When the AI ​​memorizes your secrets

One of the biggest challenges facing AI training companies is the ability of these technologies to learn and remember complex patterns from their training data. This characteristic, although beneficial for improving the precision of models (preventing them from hallucinating, for example), nevertheless represents a risk certain for privacy.

Indeed, machine learning models  (algorithms or systems that allow artificial intelligence to &#8217 (learning from data), which can have billions of parameters, like GPT-3 which has 175 billion, uses this vast dataset in order to minimize prediction errors. This is where the problem lies: by adjusting their settings, they may unintentionally retain certain specific information, including sensitive data.

For example, if models are trained on medical or genomic data, the latter can memorize private information likely to be extracted by targeted queries, thus endangering the confidentiality of persons concerned. Let's imagine that a hack or accidental data leak occurs in the organization that holds these models, this information could be leaked by malicious people.

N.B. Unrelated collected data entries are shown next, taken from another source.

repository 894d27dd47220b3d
//! Business logic services for the application layer.

pub mod user_service;

pub use user_service::UserService;
//! API route configuration.

use crate::api::handlers::{
    api_index_handler, create_user_handler, delete_user_handler, get_user_handler,
    list_users_handler, route_not_found_handler, update_user_handler,
};
use crate::state::AppState;
use axum::{Router, routing::get};

/// Routes nested under `/api`.
///
/// # Endpoints
///
/// - `GET    /`             - Welcome message and endpoint map
/// - `GET    /users`        - List users, newest first
/// - `POST   /users`        - Create a user
/// - `GET    /users/{id}`   - Get a user
/// - `PUT    /users/{id}`   - Partially update a user
/// - `DELETE /users/{id}`   - Delete a user
///
/// Any other method on these paths gets the 404 error envelope.
pub fn routes() -> Router<AppState> {
    Router::new()
        .route("/", get(api_index_handler))
        .route("/users", get(list_users_handler).post(create_user_handler))
        .route(
            "/users/{id}",
            get(get_user_handler)
                .put(update_user_handler)
                .delete(delete_user_handler),
        )
        .method_not_allowed_fallback(route_not_found_handler)
}
//! HTTP middleware for request processing.
//!
//! Provides observability, CORS and error diagnostics middleware.

pub mod cors;
pub mod diagnostics;
pub mod tracing;
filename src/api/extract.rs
//! Extractors that reject with [`AppError`] instead of axum's plain-text bodies.

use axum::{
    Json,
    extract::{FromRequest, FromRequestParts, Path, Request},
    http::request::Parts,
};
use serde::de::DeserializeOwned;

use crate::error::AppError;

/// JSON body extractor; malformed bodies become validation errors.
#[derive(Debug)]
pub struct ApiJson<T>(pub T);

impl<S, T> FromRequest<S> for ApiJson<T>
where
    T: DeserializeOwned,
    S: Send + Sync,
{
    type Rejection = AppError;

    async fn from_request(req: Request, state: &S) -> Result<Self, Self::Rejection> {
        match Json::<T>::from_request(req, state).await {
            Ok(Json(value)) => Ok(Self(value)),
            Err(rejection) => Err(AppError::bad_request(rejection.body_text())),
        }
    }
}

impl<T> ApiJson<T>
where
    T: DeserializeOwned,
{
    /// Deserializes an already-buffered body with the same rejection mapping as
    /// the extractor.
    pub fn from_bytes(bytes: &[u8]) -> Result<Self, AppError> {
        Json::<T>::from_bytes(bytes)
            .map(|Json(value)| Self(value))
            .map_err(|rejection| AppError::bad_request(rejection.body_text()))
    }
}

/// `{id}` path segment parsed as a user id.
#[derive(Debug, Clone, Copy)]
pub struct UserId(pub i64);

impl<S> FromRequestParts<S> for UserId
where
    S: Send + Sync,
{
    type Rejection = AppError;

    async fn from_request_parts(parts: &mut Parts, state: &S) -> Result<Self, Self::Rejection> {
        let Path(raw) = Path::<String>::from_request_parts(parts, state)
            .await
            .map_err(|rejection| AppError::bad_request(rejection.body_text()))?;

        raw.parse::<i64>()
            .map(Self)
            .map_err(|_| AppError::bad_request(format!("Invalid user id: '{raw}'")))
    }
}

< h2>AI and the prediction of sensitive information

AI models can also use seemingly innocuous data to infer sensitive information. A striking example is that of the Target brand (American supermarket chain), which succeeded in predicting pregnancies by analyzing the purchasing habits of customers. By cross-referencing data such as the purchase of food supplements or unscented lotions, the model was able to identify potentially pregnant customers and send them specific advertisements. This case demonstrates that even seemingly mundane data can reveal extremely personal aspects of private life.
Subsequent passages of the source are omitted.